Умолчания Автор мотивирует приверженностью исторической истине: «Вы, конечно, подумаете, что эта маленькая армия обрушится на Жака и его Хозяина, что произойдет кровавое побоище, посыплются палочные удары, раздадутся пистолетные выстрелы. И от меня зависит, чтобы так оно и случилось; но тогда - прощай историческая правда, прощай рассказ о любовных похождениях Жака. Нет, никто не преследовал наших путешественников, и я не знаю, что произошло на постоялом дворе после их отъезда. <...>

Совершенно очевидно, что я не пишу романа, поскольку пренебрегаю тем, чем не преминул бы воспользоваться романист. Тот, кто счел бы написанное мною за правду, был бы в меньшем заблуждении, чем тот, кто счел бы это за басню» [С. 313]. В соответствии с избранной позицией историка4, Автор нередко признается в своем неведении относительно мыслей и мотивов тех или иных поступков своих персонажей: «Я был бы также не прочь, о читатель, если бы вы мне сказали, не предпочел ли бы Хозяин получить хотя бы и более тяжелую рану, только бы не в колено.» [С. 316].

Очевидно, Тристрам в качестве создателя автобиографии, то есть жанра в принципе нехудожественного (хотя, по ряду замечаний, он хочет написать книгу, которая бы осталась в веках как совершенное произведение), тоже стремится к максимальной правдивости - именно поэтому он и оказывается похороненным под ворохом фактов, воспоминаний и впечатлений.

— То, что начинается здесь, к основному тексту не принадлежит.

// src/config.rs

use anyhow::{Context, Result};
use serde::{Deserialize, Serialize};
use std::{fs, path::Path};
use tracing::info;

use crate::chart::ColorScheme;

/// Settings read from a YAML file. Every key is optional.
///
/// ```yaml
/// log_filter: "info,civcompass=debug"
/// color_scheme: pastel
/// background: "#4a4a4a"
/// rotation_speed: 0.001
/// show_grid_lines: false
/// require_numeric: [x, y, z]
/// ```
#[derive(Debug, Clone, PartialEq, Serialize, Deserialize)]
#[serde(default, deny_unknown_fields)]
pub struct Config {
    /// `EnvFilter` directives, used when `RUST_LOG` is unset.
    pub log_filter: String,
    pub color_scheme: ColorScheme,
    pub background: String,
    pub rotation_speed: f64,
    pub show_grid_lines: bool,
    pub show_edges: bool,
    pub show_nodes: bool,
    /// Columns `inspect` checks are numeric in every row.
    pub require_numeric: Vec<String>,
}

impl Default for Config {
    fn default() -> Self {
        Self {
            log_filter: "info".into(),
            color_scheme: ColorScheme::Default,
            background: "#1a1a1a".into(),
            rotation_speed: 0.0002,
            show_grid_lines: true,
            show_edges: true,
            show_nodes: true,
            require_numeric: Vec::new(),
        }
    }
}

impl Config {
    pub fn from_yaml(text: &str) -> Result<Self> {
        serde_yaml::from_str(text).context("parsing config YAML")
    }

    /// Read `path`, or fall back to defaults when no path is given.
    pub fn load(path: Option<&Path>) -> Result<Self> {
        let Some(path) = path else {
            return Ok(Self::default());
        };
        let text = fs::read_to_string(path)
            .with_context(|| format!("reading config {}", path.display()))?;
        let cfg = Self::from_yaml(&text).with_context(|| format!("in {}", path.display()))?;
        info!(path = %path.display(), "loaded config");
        Ok(cfg)
    }
}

В романе Стерна приверженность исторической правде понимается как максимальный охват всех событий («жизни») и мыслей о них («мнений»). У Дидро же истина добывается путем отбора фактов. Отсюда, по-видимому, и проистекает главное разли-

чие между двумя романами, то есть тип повествовательной ситуации: в «Тристраме Шенди» граница между миром героев и миром творческого процесса проницаема только для героя, всецело ответственного за текст и создающего очень сумбурное и субъективное повествование, тогда как в «Жаке-фаталисте» экстрадиегетический повествователь строго следит за отбором фактов и расставляет все по своим местам.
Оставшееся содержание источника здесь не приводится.